◆ **Exercise data**
┌────────

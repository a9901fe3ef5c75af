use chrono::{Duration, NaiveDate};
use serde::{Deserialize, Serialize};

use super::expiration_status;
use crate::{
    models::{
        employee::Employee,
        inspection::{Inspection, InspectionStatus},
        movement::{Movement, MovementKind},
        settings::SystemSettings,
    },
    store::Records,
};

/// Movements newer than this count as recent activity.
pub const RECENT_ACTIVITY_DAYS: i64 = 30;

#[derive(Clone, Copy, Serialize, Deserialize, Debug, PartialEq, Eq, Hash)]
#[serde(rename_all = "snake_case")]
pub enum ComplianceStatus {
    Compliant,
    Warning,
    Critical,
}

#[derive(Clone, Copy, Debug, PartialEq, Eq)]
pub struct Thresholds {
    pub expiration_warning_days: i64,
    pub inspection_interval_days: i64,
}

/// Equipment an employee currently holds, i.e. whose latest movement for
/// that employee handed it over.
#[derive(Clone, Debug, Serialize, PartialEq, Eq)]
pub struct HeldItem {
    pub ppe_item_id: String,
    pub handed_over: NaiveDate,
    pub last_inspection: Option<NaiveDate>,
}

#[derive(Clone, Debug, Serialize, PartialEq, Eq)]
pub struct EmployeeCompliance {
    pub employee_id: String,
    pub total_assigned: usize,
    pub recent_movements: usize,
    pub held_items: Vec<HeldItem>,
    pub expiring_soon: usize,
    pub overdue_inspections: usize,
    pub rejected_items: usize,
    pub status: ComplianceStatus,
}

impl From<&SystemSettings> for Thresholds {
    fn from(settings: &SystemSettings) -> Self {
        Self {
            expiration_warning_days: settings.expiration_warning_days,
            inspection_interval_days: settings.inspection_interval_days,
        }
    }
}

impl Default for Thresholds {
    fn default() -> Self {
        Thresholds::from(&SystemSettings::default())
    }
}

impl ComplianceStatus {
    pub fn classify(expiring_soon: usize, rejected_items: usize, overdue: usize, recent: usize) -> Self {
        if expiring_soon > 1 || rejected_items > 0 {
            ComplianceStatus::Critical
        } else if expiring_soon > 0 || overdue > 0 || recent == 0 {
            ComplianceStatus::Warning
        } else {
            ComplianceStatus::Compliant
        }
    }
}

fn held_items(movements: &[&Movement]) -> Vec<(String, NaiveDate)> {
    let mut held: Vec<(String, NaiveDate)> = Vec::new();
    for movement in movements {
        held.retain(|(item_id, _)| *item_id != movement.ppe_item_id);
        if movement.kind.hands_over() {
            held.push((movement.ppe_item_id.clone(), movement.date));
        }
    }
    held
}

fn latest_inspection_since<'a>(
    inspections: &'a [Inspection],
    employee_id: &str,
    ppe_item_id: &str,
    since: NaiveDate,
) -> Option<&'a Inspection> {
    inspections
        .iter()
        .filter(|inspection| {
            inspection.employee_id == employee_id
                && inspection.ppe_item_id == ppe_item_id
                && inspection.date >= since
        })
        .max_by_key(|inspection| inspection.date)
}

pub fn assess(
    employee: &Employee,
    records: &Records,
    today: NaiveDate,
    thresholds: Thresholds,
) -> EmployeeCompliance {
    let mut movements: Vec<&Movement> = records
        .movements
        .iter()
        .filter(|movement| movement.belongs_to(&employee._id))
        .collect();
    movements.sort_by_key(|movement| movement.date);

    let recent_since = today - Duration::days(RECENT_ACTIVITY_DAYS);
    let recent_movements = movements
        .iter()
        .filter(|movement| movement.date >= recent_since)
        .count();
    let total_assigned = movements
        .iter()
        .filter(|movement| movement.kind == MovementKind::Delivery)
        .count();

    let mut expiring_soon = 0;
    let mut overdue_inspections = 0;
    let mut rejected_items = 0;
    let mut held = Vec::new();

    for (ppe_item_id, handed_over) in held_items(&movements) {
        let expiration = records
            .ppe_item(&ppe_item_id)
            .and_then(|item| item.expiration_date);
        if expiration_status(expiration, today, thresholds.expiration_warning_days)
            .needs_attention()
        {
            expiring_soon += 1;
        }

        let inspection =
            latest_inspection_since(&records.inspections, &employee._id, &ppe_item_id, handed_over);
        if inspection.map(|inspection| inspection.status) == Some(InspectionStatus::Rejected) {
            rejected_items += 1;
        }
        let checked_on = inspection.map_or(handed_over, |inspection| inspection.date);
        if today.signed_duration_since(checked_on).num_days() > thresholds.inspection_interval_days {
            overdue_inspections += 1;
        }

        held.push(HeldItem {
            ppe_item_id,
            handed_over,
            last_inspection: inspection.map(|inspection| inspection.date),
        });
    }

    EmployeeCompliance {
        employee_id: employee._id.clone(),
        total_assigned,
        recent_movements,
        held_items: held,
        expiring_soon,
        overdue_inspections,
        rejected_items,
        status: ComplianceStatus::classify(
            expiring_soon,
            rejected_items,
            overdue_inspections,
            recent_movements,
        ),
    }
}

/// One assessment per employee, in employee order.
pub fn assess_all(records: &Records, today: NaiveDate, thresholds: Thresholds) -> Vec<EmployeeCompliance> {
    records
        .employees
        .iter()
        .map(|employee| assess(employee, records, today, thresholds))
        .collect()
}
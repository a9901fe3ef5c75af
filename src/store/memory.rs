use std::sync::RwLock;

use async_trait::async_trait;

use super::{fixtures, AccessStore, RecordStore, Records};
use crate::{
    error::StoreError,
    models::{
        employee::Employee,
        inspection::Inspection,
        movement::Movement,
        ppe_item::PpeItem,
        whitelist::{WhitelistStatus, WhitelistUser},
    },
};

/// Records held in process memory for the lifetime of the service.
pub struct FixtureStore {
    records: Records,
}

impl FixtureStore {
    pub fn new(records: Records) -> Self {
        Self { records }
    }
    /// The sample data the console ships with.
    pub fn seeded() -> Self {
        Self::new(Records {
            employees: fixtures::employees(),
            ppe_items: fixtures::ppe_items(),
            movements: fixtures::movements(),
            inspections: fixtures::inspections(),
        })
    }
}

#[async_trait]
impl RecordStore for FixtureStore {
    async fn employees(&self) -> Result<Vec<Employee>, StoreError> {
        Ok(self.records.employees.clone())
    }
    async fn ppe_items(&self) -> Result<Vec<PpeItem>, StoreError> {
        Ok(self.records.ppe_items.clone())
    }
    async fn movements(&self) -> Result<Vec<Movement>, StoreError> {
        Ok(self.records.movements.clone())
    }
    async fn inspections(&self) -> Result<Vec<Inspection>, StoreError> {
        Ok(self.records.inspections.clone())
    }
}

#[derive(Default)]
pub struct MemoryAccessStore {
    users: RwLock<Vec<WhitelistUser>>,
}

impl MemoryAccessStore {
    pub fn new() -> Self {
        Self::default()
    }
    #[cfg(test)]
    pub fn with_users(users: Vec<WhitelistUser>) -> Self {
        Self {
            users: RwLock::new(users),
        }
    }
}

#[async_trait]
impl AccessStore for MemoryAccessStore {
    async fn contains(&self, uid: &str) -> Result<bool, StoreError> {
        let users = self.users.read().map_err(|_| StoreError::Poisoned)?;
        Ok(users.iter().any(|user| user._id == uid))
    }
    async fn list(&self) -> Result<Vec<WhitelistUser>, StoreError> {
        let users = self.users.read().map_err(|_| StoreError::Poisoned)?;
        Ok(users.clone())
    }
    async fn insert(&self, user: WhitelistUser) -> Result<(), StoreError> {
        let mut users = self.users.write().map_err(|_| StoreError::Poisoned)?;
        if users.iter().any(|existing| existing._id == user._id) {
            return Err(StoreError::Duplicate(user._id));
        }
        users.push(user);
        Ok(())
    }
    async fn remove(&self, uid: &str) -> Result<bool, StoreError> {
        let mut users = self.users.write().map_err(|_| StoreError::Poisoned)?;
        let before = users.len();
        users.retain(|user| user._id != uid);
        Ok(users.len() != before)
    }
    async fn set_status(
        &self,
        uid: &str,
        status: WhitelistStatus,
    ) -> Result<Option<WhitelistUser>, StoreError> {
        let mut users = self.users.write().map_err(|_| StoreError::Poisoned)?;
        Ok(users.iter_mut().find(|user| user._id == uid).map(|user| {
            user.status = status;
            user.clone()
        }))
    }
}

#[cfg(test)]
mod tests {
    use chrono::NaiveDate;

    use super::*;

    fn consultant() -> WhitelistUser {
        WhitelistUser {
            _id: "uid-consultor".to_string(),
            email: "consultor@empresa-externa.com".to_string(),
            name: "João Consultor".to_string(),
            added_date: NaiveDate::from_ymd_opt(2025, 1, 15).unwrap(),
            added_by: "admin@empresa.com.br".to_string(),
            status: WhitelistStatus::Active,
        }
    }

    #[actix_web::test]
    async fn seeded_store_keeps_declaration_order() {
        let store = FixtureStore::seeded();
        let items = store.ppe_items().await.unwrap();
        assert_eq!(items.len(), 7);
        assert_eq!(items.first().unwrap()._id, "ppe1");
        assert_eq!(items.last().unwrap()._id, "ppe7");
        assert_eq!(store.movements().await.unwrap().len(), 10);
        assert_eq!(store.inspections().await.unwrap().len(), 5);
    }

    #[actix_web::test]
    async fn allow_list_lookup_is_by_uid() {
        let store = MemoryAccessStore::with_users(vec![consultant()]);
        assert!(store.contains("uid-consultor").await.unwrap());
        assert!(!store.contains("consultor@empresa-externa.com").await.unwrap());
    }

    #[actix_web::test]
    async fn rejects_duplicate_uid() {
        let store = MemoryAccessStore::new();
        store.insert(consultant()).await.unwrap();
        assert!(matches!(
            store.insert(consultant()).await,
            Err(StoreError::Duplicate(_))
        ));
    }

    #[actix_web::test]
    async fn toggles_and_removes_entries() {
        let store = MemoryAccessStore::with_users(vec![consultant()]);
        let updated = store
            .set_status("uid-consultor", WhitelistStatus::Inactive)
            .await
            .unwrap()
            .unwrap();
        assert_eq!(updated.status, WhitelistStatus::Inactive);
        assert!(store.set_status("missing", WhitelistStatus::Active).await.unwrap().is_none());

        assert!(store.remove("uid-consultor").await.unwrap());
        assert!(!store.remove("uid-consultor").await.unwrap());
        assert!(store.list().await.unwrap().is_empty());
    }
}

└────────

◆ **What is expected**
Look through the material above for the word "SystemSettings" and copy every line that has it.

◆ **Exercise result**
        settings::SystemSettings,
impl From<&SystemSettings> for Thresholds {
    fn from(settings: &SystemSettings) -> Self {
        Thresholds::from(&SystemSettings::default())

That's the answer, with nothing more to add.